We approached potentially eligible participants via a screening questionnaire that was distributed among nurses in five selected hospitals in the Netherlands. All participants signed an informed consent. Inclusion of the participants took place between February 2015 and February 2017. To participate in the study, subjects had to agree to blood sampling, and fill out the questionnaires. We excluded current smokers and former smokers who quit smoking <6 months before study inclusion [<100 cigarettes during lifetime were considered nonsmokers (Centers for Disease Control and Prevention (CDC) 2011)]. We excluded participants that were pregnant (or had been in the six months before inclusion); were undergoing fertility treatment; had ever been diagnosed with cancer (excluding nonmelanoma skin cancer), high blood pressure (using beta-blockers), or diagnosed cardiovascular disease; and used melatonin supplementation or medication for chronic disorders including diabetes. We approached 257 participants, 18 were excluded based on the screening questionnaire. Two participants were excluded due to missing blood samples. The study was approved by the Institutional Review Board of the University Medical Centre Utrecht, the Netherlands (14-611D, NL51501.041.14).

Covariates

We acquired participant characteristics including age, BMI (body mass index, dividing weight in kilograms by height in meters squared), education, marital status, and total duration of nightshift work in years. Chronotype was self-assessed by the participants using an item of the Horne-Ostberg scale (Horne and Ostberg, 1976) on diurnal preference with five categories (obvious morning preference, more morning than evening preference, more evening than morning preference, obvious evening preference, no specific type). We used a questionnaire also designed to establish the chronotype in shift workers [the Horne-Östberg Morningness-Eveningness Questionnaire (MEQ)] (Horne and Ostberg, 1976). MEQ determines chronotype using questions on diurnal preferences. We used one item from the MEQ, a self-assessment of the chronotype of the participants by choosing from different categories. This self-assessment of one’s chronotype gave a similar result (R-square of 0.8) to the 19-item questionnaire in a validation study by Roenneberg et al. (Zavada et al., 2005; Roenneberg et al., 2007). We collected time and date for each blood sample. We assumed a 24 h cyclical trend and assess an effect of ‘time of blood sampling’ by performing cosinor analyses using the cosionor2 package in R (Cornelissen, 2014).
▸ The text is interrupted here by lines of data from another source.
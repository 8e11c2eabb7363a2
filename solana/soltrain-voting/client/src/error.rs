use std::fmt;

use solana_sdk::instruction::InstructionError;
use solana_sdk::signature::Signature;
use solana_sdk::transaction::TransactionError;
use thiserror::Error;

pub type BoxError = Box<dyn std::error::Error + Send + Sync>;

pub type Result<T, E = VotingClientError> = std::result::Result<T, E>;

/// Every failure the client can surface to its caller.
#[derive(Debug, Error)]
pub enum VotingClientError {
    /// Rejected locally, nothing was sent to the chain.
    #[error("invalid argument: {0}")]
    Validation(String),
    #[error("network error: {0}")]
    Network(#[source] BoxError),
    #[error("transaction signing rejected: {0}")]
    SigningRejected(String),
    #[error("program error: {0}")]
    Program(VotingProgramError),
    #[error("transaction rejected by node: {0}")]
    Submission(String),
    /// The transaction landed, only reading its events back failed. Do not resubmit.
    #[error("events of transaction {signature} unavailable after {attempts} attempts")]
    EventResolutionTimeout { signature: Signature, attempts: u32 },
    #[error("unrecognized session status tag {0}")]
    CorruptStatus(u8),
    #[error("failed to decode {what}: {reason}")]
    Decode { what: &'static str, reason: String },
}

impl VotingClientError {
    pub fn validation(message: impl Into<String>) -> Self {
        VotingClientError::Validation(message.into())
    }

    pub fn network(source: impl Into<BoxError>) -> Self {
        VotingClientError::Network(source.into())
    }

    pub fn decode(what: &'static str, reason: impl ToString) -> Self {
        VotingClientError::Decode {
            what,
            reason: reason.to_string(),
        }
    }

    pub fn program(code: u32) -> Self {
        VotingClientError::Program(VotingProgramError::from_code(code))
    }

    /// Returns the typed program error code, if this is a program error with a known code.
    pub fn program_error_code(&self) -> Option<ProgramErrorCode> {
        match self {
            VotingClientError::Program(err) => err.kind,
            _ => None,
        }
    }

    /// Maps a failed transaction to the program error it carries, or to a plain
    /// submission error when the failure did not come from the program itself.
    pub fn from_transaction_error(err: &TransactionError) -> Self {
        match err {
            TransactionError::InstructionError(_, InstructionError::Custom(code)) => {
                VotingClientError::program(*code)
            }
            other => VotingClientError::Submission(other.to_string()),
        }
    }
}

const DISCRIMINATOR_MISMATCH_MSG: &str = "Account discriminator did not match what was expected";
const NOT_INITIALIZED_MSG: &str = "The program expected this account to be already initialized";
const ADMIN_AS_VOTER_MSG: &str = "Voting session administrator can not be registered as voter";

/// Error codes the voting program and its framework report through `Custom` instruction
/// errors.
#[derive(Debug, Clone, Copy, PartialEq, Eq, Hash)]
pub enum ProgramErrorCode {
    ConstraintSeeds,
    AccountDiscriminatorMismatch,
    AccountDidNotDeserialize,
    AccountNotInitialized,
    UnexpectedSessionStatus,
    AdminForbiddenAsVoter,
    ForbiddenAsNonAdmin,
    ForbiddenAsAdmin,
    VoterAlreadyRegistered,
    ProposerNotRegistered,
    VoterAlreadyVoted,
    UnexpectedVoter,
    ForbiddenAbstention,
    InvalidAccountType,
    InvalidProposalId,
    BadProposalAccountsCount,
}

impl ProgramErrorCode {
    pub const ALL: [ProgramErrorCode; 16] = [
        ProgramErrorCode::ConstraintSeeds,
        ProgramErrorCode::AccountDiscriminatorMismatch,
        ProgramErrorCode::AccountDidNotDeserialize,
        ProgramErrorCode::AccountNotInitialized,
        ProgramErrorCode::UnexpectedSessionStatus,
        ProgramErrorCode::AdminForbiddenAsVoter,
        ProgramErrorCode::ForbiddenAsNonAdmin,
        ProgramErrorCode::ForbiddenAsAdmin,
        ProgramErrorCode::VoterAlreadyRegistered,
        ProgramErrorCode::ProposerNotRegistered,
        ProgramErrorCode::VoterAlreadyVoted,
        ProgramErrorCode::UnexpectedVoter,
        ProgramErrorCode::ForbiddenAbstention,
        ProgramErrorCode::InvalidAccountType,
        ProgramErrorCode::InvalidProposalId,
        ProgramErrorCode::BadProposalAccountsCount,
    ];

    pub fn code(self) -> u32 {
        match self {
            ProgramErrorCode::ConstraintSeeds => 2006,
            ProgramErrorCode::AccountDiscriminatorMismatch => 3002,
            ProgramErrorCode::AccountDidNotDeserialize => 3003,
            ProgramErrorCode::AccountNotInitialized => 3012,
            ProgramErrorCode::UnexpectedSessionStatus => 6000,
            ProgramErrorCode::AdminForbiddenAsVoter => 6001,
            ProgramErrorCode::ForbiddenAsNonAdmin => 6002,
            ProgramErrorCode::ForbiddenAsAdmin => 6003,
            ProgramErrorCode::VoterAlreadyRegistered => 6004,
            ProgramErrorCode::ProposerNotRegistered => 6005,
            ProgramErrorCode::VoterAlreadyVoted => 6006,
            ProgramErrorCode::UnexpectedVoter => 6007,
            ProgramErrorCode::ForbiddenAbstention => 6008,
            ProgramErrorCode::InvalidAccountType => 6009,
            ProgramErrorCode::InvalidProposalId => 6010,
            ProgramErrorCode::BadProposalAccountsCount => 6011,
        }
    }

    pub fn name(self) -> &'static str {
        match self {
            ProgramErrorCode::ConstraintSeeds => "ConstraintSeeds",
            ProgramErrorCode::AccountDiscriminatorMismatch => "AccountDiscriminatorMismatch",
            ProgramErrorCode::AccountDidNotDeserialize => "AccountDidNotDeserialize",
            ProgramErrorCode::AccountNotInitialized => "AccountNotInitialized",
            ProgramErrorCode::UnexpectedSessionStatus => "UnexpectedSessionStatus",
            ProgramErrorCode::AdminForbiddenAsVoter => "AdminForbiddenAsVoter",
            ProgramErrorCode::ForbiddenAsNonAdmin => "ForbiddenAsNonAdmin",
            ProgramErrorCode::ForbiddenAsAdmin => "ForbiddenAsAdmin",
            ProgramErrorCode::VoterAlreadyRegistered => "VoterAlreadyRegistered",
            ProgramErrorCode::ProposerNotRegistered => "ProposerNotRegistered",
            ProgramErrorCode::VoterAlreadyVoted => "VoterAlreadyVoted",
            ProgramErrorCode::UnexpectedVoter => "UnexpectedVoter",
            ProgramErrorCode::ForbiddenAbstention => "ForbiddenAbstention",
            ProgramErrorCode::InvalidAccountType => "InvalidAccountType",
            ProgramErrorCode::InvalidProposalId => "InvalidProposalId",
            ProgramErrorCode::BadProposalAccountsCount => "BadProposalAccountsCount",
        }
    }

    pub fn message(self) -> &'static str {
        match self {
            ProgramErrorCode::ConstraintSeeds => "A seeds constraint was violated",
            ProgramErrorCode::AccountDiscriminatorMismatch => DISCRIMINATOR_MISMATCH_MSG,
            ProgramErrorCode::AccountDidNotDeserialize => "Failed to deserialize the account",
            ProgramErrorCode::AccountNotInitialized => NOT_INITIALIZED_MSG,
            ProgramErrorCode::UnexpectedSessionStatus => "Unexpected session status",
            ProgramErrorCode::AdminForbiddenAsVoter => ADMIN_AS_VOTER_MSG,
            ProgramErrorCode::ForbiddenAsNonAdmin => "Forbidden as non administrator",
            ProgramErrorCode::ForbiddenAsAdmin => "Forbidden as administrator",
            ProgramErrorCode::VoterAlreadyRegistered => "Voter already registered",
            ProgramErrorCode::ProposerNotRegistered => "Proposer must be registered as voter",
            ProgramErrorCode::VoterAlreadyVoted => "Voter already voted",
            ProgramErrorCode::UnexpectedVoter => "Unexpected voter",
            ProgramErrorCode::ForbiddenAbstention => "Abstention can not be voted",
            ProgramErrorCode::InvalidAccountType => "Invalid account",
            ProgramErrorCode::InvalidProposalId => "Invalid proposal",
            ProgramErrorCode::BadProposalAccountsCount => "Bad proposals accounts count",
        }
    }

    pub fn from_code(code: u32) -> Option<Self> {
        Self::ALL.into_iter().find(|kind| kind.code() == code)
    }
}

/// A program failure as reported by the node: the raw numeric code and, when the code
/// is one the client knows, its symbolic form.
#[derive(Debug, Clone, Copy, PartialEq, Eq)]
pub struct VotingProgramError {
    pub code: u32,
    pub kind: Option<ProgramErrorCode>,
}

impl VotingProgramError {
    pub fn from_code(code: u32) -> Self {
        Self {
            code,
            kind: ProgramErrorCode::from_code(code),
        }
    }

    pub fn name(&self) -> &'static str {
        self.kind.map(ProgramErrorCode::name).unwrap_or("Unknown")
    }

    pub fn message(&self) -> &'static str {
        self.kind
            .map(ProgramErrorCode::message)
            .unwrap_or("Unknown program error")
    }
}

impl From<ProgramErrorCode> for VotingProgramError {
    fn from(kind: ProgramErrorCode) -> Self {
        Self {
            code: kind.code(),
            kind: Some(kind),
        }
    }
}

impl fmt::Display for VotingProgramError {
    fn fmt(&self, f: &mut fmt::Formatter<'_>) -> fmt::Result {
        write!(f, "{} ({}): {}", self.name(), self.code, self.message())
    }
}

impl From<std::io::Error> for VotingClientError {
    fn from(err: std::io::Error) -> Self {
        VotingClientError::decode("borsh payload", err)
    }
}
More detailed information on confounding factors was available for a subset of the participants (n = 90, of which 69 are nightshift workers). We asked participants to specify timing of eating and type of nutrition (product and quantity). The nutritional intake has been performed by a trained nutritionist. Using these 24 h dietary logs we calculated timing since last meal before blood draw. We applied a Dutch nutrient database (NEVO, 2016) to calculate total energy intake and macronutrients, including saturated fat intake. In a previous study (van de Langenberg et al., 2018) we have addressed key exposures associated with nightshift for this subset. Reasons for the variability in the response to nightshift work include meal timing and intake of (saturated) fat of the participants, which we included in our analyses in the present study.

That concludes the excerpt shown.